→ Problem details: Copy out, unchanged, every line from the start of the records to the line that contains "pub type NVec2 = Vector2<f64>;", and stop there.

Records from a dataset
***
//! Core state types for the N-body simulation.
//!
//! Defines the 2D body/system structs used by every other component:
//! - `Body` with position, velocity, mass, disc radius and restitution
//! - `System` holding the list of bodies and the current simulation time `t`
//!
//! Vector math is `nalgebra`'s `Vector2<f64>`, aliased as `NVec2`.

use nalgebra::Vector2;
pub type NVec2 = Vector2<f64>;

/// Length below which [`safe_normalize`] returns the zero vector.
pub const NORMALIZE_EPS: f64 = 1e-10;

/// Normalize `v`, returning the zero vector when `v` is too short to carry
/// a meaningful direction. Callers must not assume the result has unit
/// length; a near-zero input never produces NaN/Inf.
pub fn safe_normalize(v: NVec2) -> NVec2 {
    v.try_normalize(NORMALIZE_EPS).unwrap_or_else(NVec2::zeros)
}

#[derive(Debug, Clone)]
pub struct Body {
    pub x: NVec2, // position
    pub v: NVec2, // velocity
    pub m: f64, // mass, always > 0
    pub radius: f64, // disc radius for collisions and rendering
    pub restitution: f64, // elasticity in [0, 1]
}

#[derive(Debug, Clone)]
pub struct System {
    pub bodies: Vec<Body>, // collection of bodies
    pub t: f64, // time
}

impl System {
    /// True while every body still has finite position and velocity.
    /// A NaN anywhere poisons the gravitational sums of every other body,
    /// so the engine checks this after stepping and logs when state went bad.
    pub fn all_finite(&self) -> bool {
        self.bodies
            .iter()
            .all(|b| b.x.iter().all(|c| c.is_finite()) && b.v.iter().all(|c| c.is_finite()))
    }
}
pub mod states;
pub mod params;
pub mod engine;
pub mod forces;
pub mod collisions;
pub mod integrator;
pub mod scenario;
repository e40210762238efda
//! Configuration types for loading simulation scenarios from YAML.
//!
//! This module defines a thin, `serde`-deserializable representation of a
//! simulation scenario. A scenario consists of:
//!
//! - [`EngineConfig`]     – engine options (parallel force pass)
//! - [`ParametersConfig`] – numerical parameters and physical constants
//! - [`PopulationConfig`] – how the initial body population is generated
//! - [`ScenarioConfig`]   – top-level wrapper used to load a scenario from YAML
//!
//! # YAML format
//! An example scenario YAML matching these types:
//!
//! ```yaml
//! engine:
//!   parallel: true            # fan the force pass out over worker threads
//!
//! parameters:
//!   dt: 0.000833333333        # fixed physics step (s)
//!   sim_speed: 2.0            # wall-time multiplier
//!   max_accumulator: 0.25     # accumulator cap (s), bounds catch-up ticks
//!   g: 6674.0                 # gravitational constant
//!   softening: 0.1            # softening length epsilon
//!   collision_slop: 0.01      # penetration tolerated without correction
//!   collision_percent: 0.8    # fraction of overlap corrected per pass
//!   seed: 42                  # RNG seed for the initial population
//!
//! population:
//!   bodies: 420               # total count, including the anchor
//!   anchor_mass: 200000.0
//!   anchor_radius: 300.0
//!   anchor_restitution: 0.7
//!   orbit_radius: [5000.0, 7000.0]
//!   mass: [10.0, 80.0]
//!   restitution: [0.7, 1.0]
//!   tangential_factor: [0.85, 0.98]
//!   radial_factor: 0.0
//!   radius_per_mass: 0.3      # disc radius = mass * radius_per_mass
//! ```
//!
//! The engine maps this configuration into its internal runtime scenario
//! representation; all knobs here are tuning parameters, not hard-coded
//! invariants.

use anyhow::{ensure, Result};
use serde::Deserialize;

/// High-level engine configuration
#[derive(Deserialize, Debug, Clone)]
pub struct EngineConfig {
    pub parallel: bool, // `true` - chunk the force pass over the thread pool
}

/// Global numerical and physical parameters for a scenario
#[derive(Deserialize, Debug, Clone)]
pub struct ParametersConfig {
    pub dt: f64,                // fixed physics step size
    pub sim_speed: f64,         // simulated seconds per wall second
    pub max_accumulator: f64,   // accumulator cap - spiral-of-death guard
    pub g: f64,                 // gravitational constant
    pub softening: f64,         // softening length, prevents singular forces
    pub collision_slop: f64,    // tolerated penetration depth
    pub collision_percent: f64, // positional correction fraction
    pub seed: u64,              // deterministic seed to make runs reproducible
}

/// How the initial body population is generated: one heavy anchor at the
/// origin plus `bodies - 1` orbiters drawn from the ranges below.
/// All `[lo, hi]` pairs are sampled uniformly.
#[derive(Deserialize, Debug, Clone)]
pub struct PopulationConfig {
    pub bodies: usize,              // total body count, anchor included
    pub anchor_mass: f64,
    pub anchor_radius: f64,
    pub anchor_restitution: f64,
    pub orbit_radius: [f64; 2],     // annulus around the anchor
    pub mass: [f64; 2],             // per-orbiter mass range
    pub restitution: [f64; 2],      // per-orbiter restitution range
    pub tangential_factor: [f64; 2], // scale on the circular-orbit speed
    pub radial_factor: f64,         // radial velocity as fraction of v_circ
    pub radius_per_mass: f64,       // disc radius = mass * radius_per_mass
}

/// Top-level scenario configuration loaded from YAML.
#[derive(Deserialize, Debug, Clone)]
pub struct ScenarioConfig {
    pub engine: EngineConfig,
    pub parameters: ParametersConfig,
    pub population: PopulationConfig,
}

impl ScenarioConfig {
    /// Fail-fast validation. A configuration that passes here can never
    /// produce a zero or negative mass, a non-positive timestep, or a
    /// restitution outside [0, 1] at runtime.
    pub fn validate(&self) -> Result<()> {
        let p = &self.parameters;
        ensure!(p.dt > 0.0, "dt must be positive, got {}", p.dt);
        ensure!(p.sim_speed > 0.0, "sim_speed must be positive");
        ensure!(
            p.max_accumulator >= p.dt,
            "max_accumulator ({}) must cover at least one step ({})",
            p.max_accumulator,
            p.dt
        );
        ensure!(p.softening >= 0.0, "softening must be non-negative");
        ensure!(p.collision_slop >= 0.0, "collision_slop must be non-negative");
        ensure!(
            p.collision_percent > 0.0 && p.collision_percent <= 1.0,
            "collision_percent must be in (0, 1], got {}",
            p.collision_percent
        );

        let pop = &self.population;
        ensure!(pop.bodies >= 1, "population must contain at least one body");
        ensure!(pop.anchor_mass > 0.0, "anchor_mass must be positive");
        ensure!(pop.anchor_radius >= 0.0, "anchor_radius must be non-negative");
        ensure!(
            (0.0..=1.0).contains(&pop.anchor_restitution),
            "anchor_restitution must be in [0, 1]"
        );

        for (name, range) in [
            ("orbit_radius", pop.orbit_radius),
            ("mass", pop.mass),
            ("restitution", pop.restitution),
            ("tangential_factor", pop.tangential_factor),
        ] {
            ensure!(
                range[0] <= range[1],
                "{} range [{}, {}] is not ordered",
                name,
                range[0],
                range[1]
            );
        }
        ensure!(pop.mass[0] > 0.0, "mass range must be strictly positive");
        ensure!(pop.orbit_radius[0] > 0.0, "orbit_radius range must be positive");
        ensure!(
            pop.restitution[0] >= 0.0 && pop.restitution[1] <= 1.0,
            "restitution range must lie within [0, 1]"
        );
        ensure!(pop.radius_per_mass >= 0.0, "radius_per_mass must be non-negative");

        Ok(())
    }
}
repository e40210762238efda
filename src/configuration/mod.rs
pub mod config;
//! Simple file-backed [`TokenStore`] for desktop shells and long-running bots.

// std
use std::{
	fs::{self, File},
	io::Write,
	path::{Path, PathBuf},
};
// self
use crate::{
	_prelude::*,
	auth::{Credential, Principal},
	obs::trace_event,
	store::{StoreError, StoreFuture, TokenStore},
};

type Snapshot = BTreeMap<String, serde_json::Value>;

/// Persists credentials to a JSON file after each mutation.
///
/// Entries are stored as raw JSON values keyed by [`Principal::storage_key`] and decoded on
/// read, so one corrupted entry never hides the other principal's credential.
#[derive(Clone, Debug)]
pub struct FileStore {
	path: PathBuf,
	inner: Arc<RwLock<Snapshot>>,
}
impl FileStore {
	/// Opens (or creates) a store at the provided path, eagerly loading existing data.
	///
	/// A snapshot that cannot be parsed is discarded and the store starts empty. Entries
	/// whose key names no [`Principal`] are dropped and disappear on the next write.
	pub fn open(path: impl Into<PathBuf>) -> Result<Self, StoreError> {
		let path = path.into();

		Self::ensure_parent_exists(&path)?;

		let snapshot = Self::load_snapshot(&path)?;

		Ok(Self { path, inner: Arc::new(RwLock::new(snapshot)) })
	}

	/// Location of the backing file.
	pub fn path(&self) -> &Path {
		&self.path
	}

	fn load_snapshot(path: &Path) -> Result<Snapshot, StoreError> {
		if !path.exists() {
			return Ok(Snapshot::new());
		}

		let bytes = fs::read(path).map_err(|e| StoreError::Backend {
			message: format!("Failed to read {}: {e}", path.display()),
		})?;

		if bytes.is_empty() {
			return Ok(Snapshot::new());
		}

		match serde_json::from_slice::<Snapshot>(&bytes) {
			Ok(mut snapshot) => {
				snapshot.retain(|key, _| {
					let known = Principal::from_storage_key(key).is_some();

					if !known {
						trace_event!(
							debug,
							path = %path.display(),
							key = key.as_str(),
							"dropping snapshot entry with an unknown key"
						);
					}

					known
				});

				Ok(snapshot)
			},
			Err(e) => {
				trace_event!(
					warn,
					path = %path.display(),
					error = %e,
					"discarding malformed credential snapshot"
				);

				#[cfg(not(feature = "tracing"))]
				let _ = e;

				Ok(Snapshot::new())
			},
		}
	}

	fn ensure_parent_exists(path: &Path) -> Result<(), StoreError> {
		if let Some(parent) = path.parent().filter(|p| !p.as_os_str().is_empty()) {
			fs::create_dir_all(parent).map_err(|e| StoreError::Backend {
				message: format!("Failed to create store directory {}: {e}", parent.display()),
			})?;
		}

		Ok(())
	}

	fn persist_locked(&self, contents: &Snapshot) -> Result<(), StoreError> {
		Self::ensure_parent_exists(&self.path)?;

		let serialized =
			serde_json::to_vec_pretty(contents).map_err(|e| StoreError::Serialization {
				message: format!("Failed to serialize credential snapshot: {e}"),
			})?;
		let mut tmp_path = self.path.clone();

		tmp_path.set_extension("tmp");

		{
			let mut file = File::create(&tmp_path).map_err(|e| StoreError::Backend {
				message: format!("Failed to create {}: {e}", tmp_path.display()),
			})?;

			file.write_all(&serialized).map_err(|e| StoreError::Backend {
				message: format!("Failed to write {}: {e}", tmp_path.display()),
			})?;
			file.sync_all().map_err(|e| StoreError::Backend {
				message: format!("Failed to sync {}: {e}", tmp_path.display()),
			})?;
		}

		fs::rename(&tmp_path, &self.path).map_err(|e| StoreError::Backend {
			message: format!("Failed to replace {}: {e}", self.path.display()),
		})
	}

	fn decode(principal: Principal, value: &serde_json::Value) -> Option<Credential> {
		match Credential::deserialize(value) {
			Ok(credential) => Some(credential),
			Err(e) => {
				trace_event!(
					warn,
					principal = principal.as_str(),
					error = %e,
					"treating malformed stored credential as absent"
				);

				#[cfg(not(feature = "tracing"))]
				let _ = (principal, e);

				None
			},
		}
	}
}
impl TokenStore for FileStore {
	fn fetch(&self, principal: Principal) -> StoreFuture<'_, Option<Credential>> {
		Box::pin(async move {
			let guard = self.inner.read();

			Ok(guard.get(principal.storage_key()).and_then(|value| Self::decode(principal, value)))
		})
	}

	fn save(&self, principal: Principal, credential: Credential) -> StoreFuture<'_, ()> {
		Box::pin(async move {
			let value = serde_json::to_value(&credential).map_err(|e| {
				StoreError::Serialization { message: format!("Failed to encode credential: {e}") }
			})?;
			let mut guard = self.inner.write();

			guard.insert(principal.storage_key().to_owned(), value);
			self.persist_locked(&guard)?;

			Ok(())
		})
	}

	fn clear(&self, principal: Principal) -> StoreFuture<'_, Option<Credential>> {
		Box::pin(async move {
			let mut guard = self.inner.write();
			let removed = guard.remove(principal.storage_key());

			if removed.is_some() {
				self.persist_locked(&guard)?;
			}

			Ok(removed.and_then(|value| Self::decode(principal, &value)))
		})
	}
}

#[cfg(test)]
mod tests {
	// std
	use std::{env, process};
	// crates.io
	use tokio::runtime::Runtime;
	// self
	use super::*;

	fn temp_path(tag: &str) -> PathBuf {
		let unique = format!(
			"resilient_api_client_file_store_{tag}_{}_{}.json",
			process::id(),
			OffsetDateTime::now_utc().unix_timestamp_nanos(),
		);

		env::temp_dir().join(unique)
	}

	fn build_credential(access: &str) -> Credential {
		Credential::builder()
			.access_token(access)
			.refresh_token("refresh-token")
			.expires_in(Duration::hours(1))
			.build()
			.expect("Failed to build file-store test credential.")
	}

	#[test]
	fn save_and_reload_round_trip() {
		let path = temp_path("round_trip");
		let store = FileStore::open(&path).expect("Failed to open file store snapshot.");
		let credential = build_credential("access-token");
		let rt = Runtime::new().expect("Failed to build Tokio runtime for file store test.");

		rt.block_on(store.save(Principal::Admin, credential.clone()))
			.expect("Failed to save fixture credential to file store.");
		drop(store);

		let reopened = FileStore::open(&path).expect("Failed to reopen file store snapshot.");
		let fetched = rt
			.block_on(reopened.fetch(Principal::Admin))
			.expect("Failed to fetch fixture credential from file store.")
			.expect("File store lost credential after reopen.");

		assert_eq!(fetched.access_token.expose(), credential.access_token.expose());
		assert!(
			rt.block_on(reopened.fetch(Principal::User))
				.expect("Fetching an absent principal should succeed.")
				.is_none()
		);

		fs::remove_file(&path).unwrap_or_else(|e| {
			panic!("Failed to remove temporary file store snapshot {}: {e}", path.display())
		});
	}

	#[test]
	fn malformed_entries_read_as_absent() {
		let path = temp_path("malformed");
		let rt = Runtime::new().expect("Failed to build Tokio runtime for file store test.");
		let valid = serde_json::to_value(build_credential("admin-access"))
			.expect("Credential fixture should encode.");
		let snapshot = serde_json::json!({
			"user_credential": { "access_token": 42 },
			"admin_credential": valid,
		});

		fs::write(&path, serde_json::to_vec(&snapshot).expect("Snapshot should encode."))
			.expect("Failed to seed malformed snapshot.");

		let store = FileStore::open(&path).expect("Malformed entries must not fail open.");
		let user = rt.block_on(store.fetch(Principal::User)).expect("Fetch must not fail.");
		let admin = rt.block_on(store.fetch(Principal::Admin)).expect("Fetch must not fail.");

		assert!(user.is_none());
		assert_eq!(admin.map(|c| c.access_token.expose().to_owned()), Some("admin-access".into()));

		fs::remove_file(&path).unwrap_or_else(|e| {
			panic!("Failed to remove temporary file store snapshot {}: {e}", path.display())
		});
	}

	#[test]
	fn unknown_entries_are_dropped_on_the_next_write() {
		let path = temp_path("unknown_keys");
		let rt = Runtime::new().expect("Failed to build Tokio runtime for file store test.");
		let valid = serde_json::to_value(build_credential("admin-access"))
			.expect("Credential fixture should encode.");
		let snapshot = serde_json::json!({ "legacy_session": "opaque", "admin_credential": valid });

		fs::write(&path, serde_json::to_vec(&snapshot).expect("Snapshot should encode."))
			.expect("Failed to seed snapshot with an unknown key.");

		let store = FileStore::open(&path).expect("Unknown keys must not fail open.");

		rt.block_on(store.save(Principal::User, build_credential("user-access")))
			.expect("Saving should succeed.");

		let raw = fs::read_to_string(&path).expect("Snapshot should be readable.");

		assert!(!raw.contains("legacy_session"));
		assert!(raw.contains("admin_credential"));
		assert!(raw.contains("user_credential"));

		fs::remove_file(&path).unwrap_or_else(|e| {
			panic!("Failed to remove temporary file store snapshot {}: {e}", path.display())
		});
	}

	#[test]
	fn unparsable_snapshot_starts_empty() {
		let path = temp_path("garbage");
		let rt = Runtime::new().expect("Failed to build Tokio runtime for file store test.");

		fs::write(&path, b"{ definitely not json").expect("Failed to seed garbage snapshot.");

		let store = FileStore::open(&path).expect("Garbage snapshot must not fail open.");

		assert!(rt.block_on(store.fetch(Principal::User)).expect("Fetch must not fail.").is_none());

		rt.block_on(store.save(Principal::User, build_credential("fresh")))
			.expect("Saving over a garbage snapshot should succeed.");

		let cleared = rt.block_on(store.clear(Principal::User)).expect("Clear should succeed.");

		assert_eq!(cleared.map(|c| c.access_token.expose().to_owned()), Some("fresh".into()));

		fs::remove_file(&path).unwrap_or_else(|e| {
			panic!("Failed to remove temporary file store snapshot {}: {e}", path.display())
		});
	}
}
***
→ Expected answer:
//! Core state types for the N-body simulation.
//!
//! Defines the 2D body/system structs used by every other component:
//! - `Body` with position, velocity, mass, disc radius and restitution
//! - `System` holding the list of bodies and the current simulation time `t`
//!
//! Vector math is `nalgebra`'s `Vector2<f64>`, aliased as `NVec2`.

use nalgebra::Vector2;
pub type NVec2 = Vector2<f64>;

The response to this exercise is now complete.